Par ailleurs, un référent dans le club mettant à l’essai le joueur mineur devra être désigné afin que ce dernier ait un point de repère. En outre, les dépenses et conditions de vies et d’hébergement seront entièrement prévues et couvertes par le club prévoyant tout essai.

Enfin, les joueurs mineurs ne pourront réaliser plus de deux essais par année civile.

En cas de non respect des conditions précitées, les parties s’exposent à d’éventuelles sanctions prévues par le Code Disciplinaire de la FIFA de la Commission de Discipline.

D’éventuels futurs amendements bienvenus

Si la création d’un régime juridique, d’un cadre réglementaire à part entière pour la pratique des essais de joueurs s’inscrit dans la continuité de la FIFA de vouloir offrir une protection aux joueurs de football mineurs, certaines mesures semblent contestables.

L’inégalité de traitement que subissent les joueurs de football mineurs non-européens par l’article 19 al. 2b du RSTJ (et qui fera l’objet d’un prochain article), semble se retrouvée dans le nouvel article 19ter. En effet, les mineurs non-européens ne pourront, en principe, pas réaliser d’essai avant l’âge de seize ans, là ou les jeunes joueurs européens pourront  participer à une mise à l’essai dès quinze ans, à condition que cela se déroule au sein d’un club européen. 

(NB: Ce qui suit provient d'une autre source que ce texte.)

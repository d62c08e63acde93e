//! axploration - natural-language questions over a building dataset.
//!
//! A run interprets the question with a decision oracle, resolves it to a
//! store query, fetches records, then filters them spatially and aggregates
//! statistics before rendering the answer. See [`workflow::Workflow`].

pub mod config;
pub mod doctor;
pub mod functions;
pub mod geometry;
pub mod oracle;
pub mod records;
pub mod spatial;
pub mod statistics;
pub mod store;
pub mod telemetry;
pub mod workflow;

pub use config::Settings;
pub use functions::{FunctionEntry, FunctionResolution, FunctionResolver, SelectionPolicy};
pub use oracle::{ChatMessage, OllamaClient, OllamaClientBuilder, OracleClientTrait, OracleError};
pub use records::{Record, RecordSet};
pub use store::{Neo4jHttpStore, RecordStore, SqliteRecordStore, StoreError};
pub use workflow::{NodeId, RunState, StepUpdate, Workflow, WorkflowError};

#[cfg(test)]
mod tests {
    use super::*;

    #[test]
    fn types_accessible_from_crate_root() {
        let state = RunState::new("Wohngebäude in Pankow", None);
        assert_eq!(state.query, "Wohngebäude in Pankow");
        assert!(state.messages.is_empty());

        let records = RecordSet::default();
        assert!(records.is_empty());

        let settings = Settings::default();
        assert_eq!(settings.nearest_default, 10);
        assert_eq!(NodeId::ResolveAttributes.to_string(), "resolve_attributes");
    }
}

Si la mise en place de ce cadre juridique est une excellente avancée pour le football, certaines mesures pourraient être amendées au fur et à mesure. Une protection efficiente des joueurs mineurs suppose que les organes de la FIFA soient extrêmement vigilantes quant au respect des conditions fixées par l’article 19ter. Les essais sont souvent la première porte aux abus avant les transferts internationaux. Pourrait notamment être envisagée l’idée que les essais ne soient ouverts qu’à destination des clubs qui seraient classés selon le plus haut des standards nationaux de formation (Cf Grille FIFA de compensation des clubs formateurs). Cela signifie entre autres que dans un pays où les clubs sont classés de la catégorie III à IV, seuls les clubs de catégorie III pourraient potentiellement accueillir les jeunes joueurs pour effectuer un essai. Cela semble logique dans la mesure où les transferts internationaux sont limités selon les mêmes critères. 

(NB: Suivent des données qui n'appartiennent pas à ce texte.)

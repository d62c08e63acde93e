//! Neo4j record store over the HTTP transactional endpoint.

use std::time::Duration;

use serde::Deserialize;
use serde_json::{Map, Value, json};

use super::{RecordStore, StoreError, entry_from_row, order_by_codes};
use crate::functions::{EmbeddingVariant, FunctionEntry};

const SIMILARITY_QUERY: &str = "CALL db.index.vector.queryNodes($index_name, $top_k, $embedding) \
     YIELD node, score \
     RETURN node.code AS code, node.name AS name, node.description AS description, score \
     ORDER BY score DESC";

const LOOKUP_QUERY: &str = "MATCH (f:Functions) WHERE f.code IN $codes \
     RETURN f.code AS code, f.name AS name, f.description AS description";

/// Cypher record store speaking to `/db/{database}/tx/commit`.
///
/// The blocking `reqwest` client pools connections and can be shared by
/// concurrent runs.
pub struct Neo4jHttpStore {
    client: reqwest::blocking::Client,
    endpoint: String,
    username: String,
    password: String,
}

#[derive(Debug, Deserialize)]
struct CommitResponse {
    #[serde(default)]
    results: Vec<StatementResult>,
    #[serde(default)]
    errors: Vec<ServerError>,
}

#[derive(Debug, Deserialize)]
struct StatementResult {
    columns: Vec<String>,
    #[serde(default)]
    data: Vec<DataRow>,
}

#[derive(Debug, Deserialize)]
struct DataRow {
    row: Vec<Value>,
}

#[derive(Debug, Deserialize)]
struct ServerError {
    code: String,
    message: String,
}

impl Neo4jHttpStore {
    /// Creates a store for `database` on the server at `uri`.
    ///
    /// # Errors
    ///
    /// Returns `StoreError::InvalidUrl` for an unparsable `uri`.
    pub fn new(
        uri: &str,
        username: impl Into<String>,
        password: impl Into<String>,
        database: &str,
    ) -> Result<Self, StoreError> {
        reqwest::Url::parse(uri).map_err(|e| StoreError::InvalidUrl(format!("{}: {}", uri, e)))?;

        let client = reqwest::blocking::Client::builder()
            .timeout(Duration::from_secs(60))
            .connect_timeout(Duration::from_secs(5))
            .build()
            .map_err(StoreError::Network)?;

        Ok(Self {
            client,
            endpoint: commit_endpoint(uri, database),
            username: username.into(),
            password: password.into(),
        })
    }

    fn run(&self, statement: &str, parameters: Value) -> Result<Vec<Map<String, Value>>, StoreError> {
        let body = json!({
            "statements": [{ "statement": statement, "parameters": parameters }]
        });

        let response = self
            .client
            .post(&self.endpoint)
            .basic_auth(&self.username, Some(&self.password))
            .json(&body)
            .send()
            .map_err(StoreError::Network)?;

        let status = response.status();
        if !status.is_success() {
            return Err(StoreError::Http {
                status: status.as_u16(),
            });
        }

        let text = response.text().map_err(StoreError::Network)?;
        parse_commit_response(&text)
    }
}

fn commit_endpoint(uri: &str, database: &str) -> String {
    format!("{}/db/{}/tx/commit", uri.trim_end_matches('/'), database)
}

/// Turns a commit response into row objects, or the first server error.
fn parse_commit_response(text: &str) -> Result<Vec<Map<String, Value>>, StoreError> {
    let response: CommitResponse = serde_json::from_str(text)?;

    if let Some(error) = response.errors.into_iter().next() {
        let lowered = error.message.to_lowercase();
        if lowered.contains("no such vector") || lowered.contains("vector schema index") {
            return Err(StoreError::IndexNotFound(error.message));
        }
        return Err(StoreError::Query {
            code: error.code,
            message: error.message,
        });
    }

    Ok(response
        .results
        .into_iter()
        .flat_map(|result| {
            let columns = result.columns;
            result.data.into_iter().map(move |data| {
                columns
                    .iter()
                    .cloned()
                    .zip(data.row)
                    .collect::<Map<String, Value>>()
            })
        })
        .collect())
}

impl RecordStore for Neo4jHttpStore {
    fn execute(&self, query: &str) -> Result<Vec<Value>, StoreError> {
        let rows = self.run(query, json!({}))?;
        Ok(rows.into_iter().map(Value::Object).collect())
    }

    fn similarity_search(
        &self,
        embedding: &[f32],
        variant: EmbeddingVariant,
        top_k: usize,
    ) -> Result<Vec<FunctionEntry>, StoreError> {
        let rows = self.run(
            SIMILARITY_QUERY,
            json!({
                "index_name": variant.index_name(),
                "top_k": top_k,
                "embedding": embedding,
            }),
        )?;
        Ok(rows.iter().filter_map(entry_from_row).collect())
    }

    fn lookup_functions(&self, codes: &[i64]) -> Result<Vec<FunctionEntry>, StoreError> {
        if codes.is_empty() {
            return Ok(Vec::new());
        }
        let rows = self.run(LOOKUP_QUERY, json!({ "codes": codes }))?;
        let entries = rows.iter().filter_map(entry_from_row).collect();
        Ok(order_by_codes(codes, entries))
    }

    fn verify_connection(&self) -> Result<(), StoreError> {
        self.run("RETURN 1", json!({})).map(|_| ())
    }

    fn describe(&self) -> String {
        format!("neo4j:{}", self.endpoint)
    }
}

La mise en place d’un calendrier international des essais pourrait également être une option envisageable. Ainsi, avant chaque période de transferts (soit la période estivale, et l’autre hivernale), des sessions internationales pourraient être dédiées à la mise à l’essai de joueurs de moins de dix-huit ans évoluant à l’international. Cela permettrait à la FIFA, un contrôle plus efficace et aisé de l’article 19ter dans le sens où tout essai au-delà de cette période serait immédiatement considéré comme suspect et donc sanctionnable.


[1] MBVOUMIN Jean-Claude, « La pratique des essais : une zone franche d’abus », Foot Solidaire, Juin 2020. 

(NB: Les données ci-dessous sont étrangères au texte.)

//! Answer texts and the context handed to the oracle for rendering.

use serde_json::Value;

use super::state::RunState;
use crate::records::RecordSet;
use crate::spatial::SpatialSummary;

pub const NO_RESULTS_ANSWER: &str = "Leider wurden keine Ergebnisse für Ihre Anfrage gefunden. \
     Bitte versuchen Sie es mit einer anderen Suchanfrage.";

pub fn error_answer(error: &str) -> String {
    format!("Es ist ein Fehler aufgetreten: {}", error)
}

/// Answer used when the oracle cannot render one.
pub fn fallback_answer(state: &RunState) -> String {
    let mut answer = format!("Ihre Anfrage ergab {} Ergebnisse.", state.records.len());

    if let Some(stats) = &state.statistics {
        if let Some(floors) = stats.floors_above_mean {
            answer.push_str(&format!("\nDurchschnittliche Stockwerke: {:.1}", floors));
        }
        if let Some(area) = stats.area_mean {
            answer.push_str(&format!("\nDurchschnittliche Fläche: {:.2}", area));
        }
    }

    answer
}

/// `Gesuchte Gebäudefunktionen: name (Code: c), ...`, when functions were resolved.
pub fn function_line(codes: &[i64], names: &[String]) -> Option<String> {
    if codes.is_empty() || codes.len() != names.len() {
        return None;
    }
    let functions = codes
        .iter()
        .zip(names)
        .map(|(code, name)| format!("{} (Code: {})", name, code))
        .collect::<Vec<_>>()
        .join(", ");
    Some(format!("Gesuchte Gebäudefunktionen: {}", functions))
}

pub fn spatial_narrative(summary: &SpatialSummary) -> Option<String> {
    let SpatialSummary {
        original_count,
        filtered_count,
        ..
    } = summary;

    match summary.mode.as_str() {
        "polygon_containment" => Some(format!(
            "Räumliche Filterung: {} Gebäude gefunden, {} innerhalb der angegebenen Geometrie",
            original_count, filtered_count
        )),
        "nearest" => Some(format!(
            "Räumliche Filterung: Die {} nächstgelegenen Gebäude von {} gefundenen Gebäuden",
            summary.count.unwrap_or(*filtered_count),
            original_count
        )),
        "radius" => Some(format!(
            "Räumliche Filterung: {} von {} Gebäuden innerhalb von {}m Radius",
            filtered_count,
            original_count,
            summary.radius.unwrap_or_default()
        )),
        _ => None,
    }
}

/// The data section of the answer prompt.
///
/// Shows at most `limit` records; attachments such as the statistics are
/// always included.
pub fn results_context(state: &RunState, limit: usize) -> String {
    let mut sections = Vec::new();

    if let Some(line) = function_line(&state.function_codes, &state.function_names) {
        sections.push(line);
    }
    if let Some(narrative) = state.spatial_summary.as_ref().and_then(spatial_narrative) {
        sections.push(narrative);
    }

    let shown = truncated(&state.records, limit);
    sections.push(serde_json::to_string_pretty(&shown).unwrap_or_else(|_| shown.to_string()));

    let total = state.records.len();
    if total > limit {
        sections.push(format!("(Zeige {} von {} Ergebnissen)", limit, total));
    }

    sections.join("\n\n")
}

fn truncated(records: &RecordSet, limit: usize) -> Value {
    let kept = records.records().iter().take(limit).cloned().collect();
    records.with_records(kept).to_value()
}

[2] HYTNER David, « Chelsea investigated by Fifa over more than 100 young player cases », The Guardian, January 29, 2019. 

[3] Ibid

[4] ANDREFF Wladimir, « Une taxe contre la misère du football Africain ? », Afrique contemporaine, De Boeck Supérieur, n°233, 2010, p.93. 

[5] Ibid

[6] Les joueurs de football qui souhaitent participer aux compétitions de l’association membre de la FIFA doivent obligatoirement être enregistrés sur TMS. 

[7] Expression signifiant le le football organisé sous l’égide de la FIFA, ou par les confédérations et associations membres de celle-ci. 

[8] TAS 2016/A/4785, 3 mai 2017, Real Madrid Club de Fútbol c. Fédération Internationale de Football Association (FIFA). 

[9] FIFA, « Commentary on the Regulation On the Status And Transfer of Players », Fifa.com, July 2021 Edition, p.230.